— What is needed —
Once you find a line containing the word "Debug" in the entries below, copy it.

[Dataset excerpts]
───
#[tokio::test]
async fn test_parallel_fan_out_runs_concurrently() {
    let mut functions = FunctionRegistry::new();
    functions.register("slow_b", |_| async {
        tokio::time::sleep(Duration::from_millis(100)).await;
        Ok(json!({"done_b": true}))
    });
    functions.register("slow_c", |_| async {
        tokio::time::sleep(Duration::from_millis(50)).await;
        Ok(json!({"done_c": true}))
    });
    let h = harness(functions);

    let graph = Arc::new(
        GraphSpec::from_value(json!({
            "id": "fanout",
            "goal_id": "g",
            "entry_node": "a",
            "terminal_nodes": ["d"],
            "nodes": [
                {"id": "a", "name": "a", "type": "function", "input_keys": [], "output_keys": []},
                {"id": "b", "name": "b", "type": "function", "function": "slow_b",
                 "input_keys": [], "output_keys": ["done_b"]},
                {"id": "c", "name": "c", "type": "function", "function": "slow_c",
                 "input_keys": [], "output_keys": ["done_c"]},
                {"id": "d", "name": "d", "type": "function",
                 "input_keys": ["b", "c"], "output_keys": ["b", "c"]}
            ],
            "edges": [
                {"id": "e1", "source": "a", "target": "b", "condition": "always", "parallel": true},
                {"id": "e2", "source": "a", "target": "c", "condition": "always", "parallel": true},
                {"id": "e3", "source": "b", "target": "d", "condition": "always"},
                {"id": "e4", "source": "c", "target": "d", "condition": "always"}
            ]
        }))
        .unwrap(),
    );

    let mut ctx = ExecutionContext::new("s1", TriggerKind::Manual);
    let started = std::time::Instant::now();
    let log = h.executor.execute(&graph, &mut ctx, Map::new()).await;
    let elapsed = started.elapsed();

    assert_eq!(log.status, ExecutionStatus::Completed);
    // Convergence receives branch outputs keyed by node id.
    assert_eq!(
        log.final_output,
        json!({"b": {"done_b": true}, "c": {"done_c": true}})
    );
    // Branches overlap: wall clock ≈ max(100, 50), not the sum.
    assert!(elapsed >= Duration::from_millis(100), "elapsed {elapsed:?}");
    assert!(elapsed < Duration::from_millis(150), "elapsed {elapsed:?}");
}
───
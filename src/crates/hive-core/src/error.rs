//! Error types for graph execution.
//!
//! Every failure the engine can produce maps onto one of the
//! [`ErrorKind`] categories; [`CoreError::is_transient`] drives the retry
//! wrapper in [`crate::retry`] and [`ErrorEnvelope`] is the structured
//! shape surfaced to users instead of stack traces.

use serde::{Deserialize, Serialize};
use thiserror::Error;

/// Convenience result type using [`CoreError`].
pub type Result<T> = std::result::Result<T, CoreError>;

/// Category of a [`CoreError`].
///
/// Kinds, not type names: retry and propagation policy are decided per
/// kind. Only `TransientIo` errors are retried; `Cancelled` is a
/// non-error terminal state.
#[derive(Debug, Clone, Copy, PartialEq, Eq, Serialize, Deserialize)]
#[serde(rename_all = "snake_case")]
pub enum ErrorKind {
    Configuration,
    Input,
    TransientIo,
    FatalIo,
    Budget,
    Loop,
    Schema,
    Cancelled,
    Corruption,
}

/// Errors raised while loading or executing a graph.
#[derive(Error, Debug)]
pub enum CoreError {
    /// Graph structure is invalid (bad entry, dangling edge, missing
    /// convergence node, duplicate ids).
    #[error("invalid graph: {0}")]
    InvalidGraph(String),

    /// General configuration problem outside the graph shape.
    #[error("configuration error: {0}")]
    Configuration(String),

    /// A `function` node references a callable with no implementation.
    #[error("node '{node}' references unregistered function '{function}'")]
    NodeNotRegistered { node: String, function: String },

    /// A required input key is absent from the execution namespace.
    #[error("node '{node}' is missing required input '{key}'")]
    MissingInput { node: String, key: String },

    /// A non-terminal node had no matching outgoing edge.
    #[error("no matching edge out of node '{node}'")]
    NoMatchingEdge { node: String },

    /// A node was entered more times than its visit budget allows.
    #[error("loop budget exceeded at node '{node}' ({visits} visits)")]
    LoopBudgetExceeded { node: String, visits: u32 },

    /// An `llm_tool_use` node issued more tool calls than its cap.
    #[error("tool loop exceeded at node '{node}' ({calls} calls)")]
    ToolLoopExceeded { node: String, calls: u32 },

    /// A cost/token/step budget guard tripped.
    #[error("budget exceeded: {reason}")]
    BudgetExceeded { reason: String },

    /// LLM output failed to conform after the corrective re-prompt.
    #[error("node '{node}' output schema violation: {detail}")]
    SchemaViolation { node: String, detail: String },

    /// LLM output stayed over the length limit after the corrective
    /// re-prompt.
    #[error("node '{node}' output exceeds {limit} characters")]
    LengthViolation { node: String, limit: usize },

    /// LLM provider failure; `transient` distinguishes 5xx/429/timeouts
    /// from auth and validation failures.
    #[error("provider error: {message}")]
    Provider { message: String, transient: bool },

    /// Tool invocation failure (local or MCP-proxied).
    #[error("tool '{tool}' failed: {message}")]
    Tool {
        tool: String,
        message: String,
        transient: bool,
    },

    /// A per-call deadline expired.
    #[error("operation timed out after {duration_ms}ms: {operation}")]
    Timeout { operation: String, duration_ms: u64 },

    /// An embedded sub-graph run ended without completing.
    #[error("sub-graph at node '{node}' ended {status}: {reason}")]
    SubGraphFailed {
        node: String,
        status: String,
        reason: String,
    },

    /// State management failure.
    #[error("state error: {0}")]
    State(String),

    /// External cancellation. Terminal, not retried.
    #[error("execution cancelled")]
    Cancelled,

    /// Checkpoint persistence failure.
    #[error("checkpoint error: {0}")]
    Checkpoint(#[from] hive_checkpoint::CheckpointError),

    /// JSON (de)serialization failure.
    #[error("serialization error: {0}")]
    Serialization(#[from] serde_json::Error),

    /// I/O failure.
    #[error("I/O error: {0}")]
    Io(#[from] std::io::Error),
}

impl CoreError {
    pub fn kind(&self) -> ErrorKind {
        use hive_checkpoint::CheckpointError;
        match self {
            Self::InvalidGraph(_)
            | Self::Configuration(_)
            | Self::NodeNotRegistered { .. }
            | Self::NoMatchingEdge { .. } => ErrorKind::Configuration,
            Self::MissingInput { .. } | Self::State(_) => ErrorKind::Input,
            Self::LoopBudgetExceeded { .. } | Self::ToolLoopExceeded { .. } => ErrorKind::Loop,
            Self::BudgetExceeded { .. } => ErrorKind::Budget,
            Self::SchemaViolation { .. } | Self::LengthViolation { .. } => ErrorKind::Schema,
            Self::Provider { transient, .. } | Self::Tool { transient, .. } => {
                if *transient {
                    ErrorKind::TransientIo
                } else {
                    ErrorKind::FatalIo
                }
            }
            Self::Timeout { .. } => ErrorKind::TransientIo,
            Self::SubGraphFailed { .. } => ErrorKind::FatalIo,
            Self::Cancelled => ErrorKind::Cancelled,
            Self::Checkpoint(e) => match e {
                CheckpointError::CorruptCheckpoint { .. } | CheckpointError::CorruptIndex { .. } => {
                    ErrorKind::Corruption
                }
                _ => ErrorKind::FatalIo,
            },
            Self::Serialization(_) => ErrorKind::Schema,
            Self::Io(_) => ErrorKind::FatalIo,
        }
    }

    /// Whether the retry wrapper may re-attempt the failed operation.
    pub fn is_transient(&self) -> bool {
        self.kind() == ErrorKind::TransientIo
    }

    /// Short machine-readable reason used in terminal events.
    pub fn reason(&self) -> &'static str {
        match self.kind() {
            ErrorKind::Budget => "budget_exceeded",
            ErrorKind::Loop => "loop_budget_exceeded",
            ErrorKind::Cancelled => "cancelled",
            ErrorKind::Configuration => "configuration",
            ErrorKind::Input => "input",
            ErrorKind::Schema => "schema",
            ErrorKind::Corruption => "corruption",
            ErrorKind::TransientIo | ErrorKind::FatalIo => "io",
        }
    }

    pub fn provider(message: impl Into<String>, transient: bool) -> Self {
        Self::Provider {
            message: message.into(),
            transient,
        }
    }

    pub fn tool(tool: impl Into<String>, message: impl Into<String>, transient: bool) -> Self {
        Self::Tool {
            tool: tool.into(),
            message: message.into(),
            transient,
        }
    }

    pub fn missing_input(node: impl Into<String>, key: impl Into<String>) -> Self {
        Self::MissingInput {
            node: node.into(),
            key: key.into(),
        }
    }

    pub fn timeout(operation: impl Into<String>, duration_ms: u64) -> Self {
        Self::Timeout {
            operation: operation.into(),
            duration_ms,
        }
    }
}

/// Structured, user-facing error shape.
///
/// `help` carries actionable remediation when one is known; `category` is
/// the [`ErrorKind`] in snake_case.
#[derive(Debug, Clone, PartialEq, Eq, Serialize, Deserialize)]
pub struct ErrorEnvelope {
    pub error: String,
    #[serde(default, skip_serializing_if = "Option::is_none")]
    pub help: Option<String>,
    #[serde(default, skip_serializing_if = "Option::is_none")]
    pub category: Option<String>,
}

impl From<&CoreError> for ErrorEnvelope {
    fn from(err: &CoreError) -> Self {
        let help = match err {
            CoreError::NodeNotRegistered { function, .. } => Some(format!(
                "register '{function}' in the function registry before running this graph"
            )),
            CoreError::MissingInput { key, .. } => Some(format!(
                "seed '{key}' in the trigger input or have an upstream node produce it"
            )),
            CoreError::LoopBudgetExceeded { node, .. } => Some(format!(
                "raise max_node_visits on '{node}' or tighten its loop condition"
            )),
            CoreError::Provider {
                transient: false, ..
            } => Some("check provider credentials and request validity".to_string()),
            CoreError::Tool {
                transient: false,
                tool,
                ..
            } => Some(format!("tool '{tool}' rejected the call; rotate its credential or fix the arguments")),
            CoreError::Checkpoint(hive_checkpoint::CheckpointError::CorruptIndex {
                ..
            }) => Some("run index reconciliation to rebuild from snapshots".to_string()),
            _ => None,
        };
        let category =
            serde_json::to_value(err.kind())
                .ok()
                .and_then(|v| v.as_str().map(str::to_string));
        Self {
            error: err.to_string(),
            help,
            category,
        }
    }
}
───
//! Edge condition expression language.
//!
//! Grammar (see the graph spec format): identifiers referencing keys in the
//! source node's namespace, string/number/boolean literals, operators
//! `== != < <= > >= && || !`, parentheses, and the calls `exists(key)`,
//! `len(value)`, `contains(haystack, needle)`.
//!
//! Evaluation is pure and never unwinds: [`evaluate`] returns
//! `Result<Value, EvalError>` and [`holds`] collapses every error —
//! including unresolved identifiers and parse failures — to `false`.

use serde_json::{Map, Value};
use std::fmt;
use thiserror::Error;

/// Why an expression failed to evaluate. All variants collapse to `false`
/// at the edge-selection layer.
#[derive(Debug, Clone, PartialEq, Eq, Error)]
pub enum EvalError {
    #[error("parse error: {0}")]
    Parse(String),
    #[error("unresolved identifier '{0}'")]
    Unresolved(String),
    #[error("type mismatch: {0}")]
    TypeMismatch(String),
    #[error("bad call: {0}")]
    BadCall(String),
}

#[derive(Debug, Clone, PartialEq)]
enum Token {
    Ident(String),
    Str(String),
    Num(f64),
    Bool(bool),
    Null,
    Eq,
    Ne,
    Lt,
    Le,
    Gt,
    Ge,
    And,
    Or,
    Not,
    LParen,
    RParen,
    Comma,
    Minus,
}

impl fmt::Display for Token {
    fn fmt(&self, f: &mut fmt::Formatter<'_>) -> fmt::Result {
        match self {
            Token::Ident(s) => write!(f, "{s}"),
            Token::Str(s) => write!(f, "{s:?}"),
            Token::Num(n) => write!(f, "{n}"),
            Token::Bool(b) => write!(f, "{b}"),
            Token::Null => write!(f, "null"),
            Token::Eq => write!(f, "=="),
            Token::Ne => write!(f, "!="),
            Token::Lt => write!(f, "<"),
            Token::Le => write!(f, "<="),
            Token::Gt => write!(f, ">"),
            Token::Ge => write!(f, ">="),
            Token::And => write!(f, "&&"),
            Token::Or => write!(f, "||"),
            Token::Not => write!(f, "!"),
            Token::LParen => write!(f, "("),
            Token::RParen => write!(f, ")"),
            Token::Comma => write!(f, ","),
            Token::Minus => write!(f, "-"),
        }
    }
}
───
— Expected answer —
#[derive(Debug, Clone, Copy, PartialEq, Eq, Serialize, Deserialize)]
#[derive(Error, Debug)]
#[derive(Debug, Clone, PartialEq, Eq, Serialize, Deserialize)]
#[derive(Debug, Clone, PartialEq, Eq, Error)]
#[derive(Debug, Clone, PartialEq)]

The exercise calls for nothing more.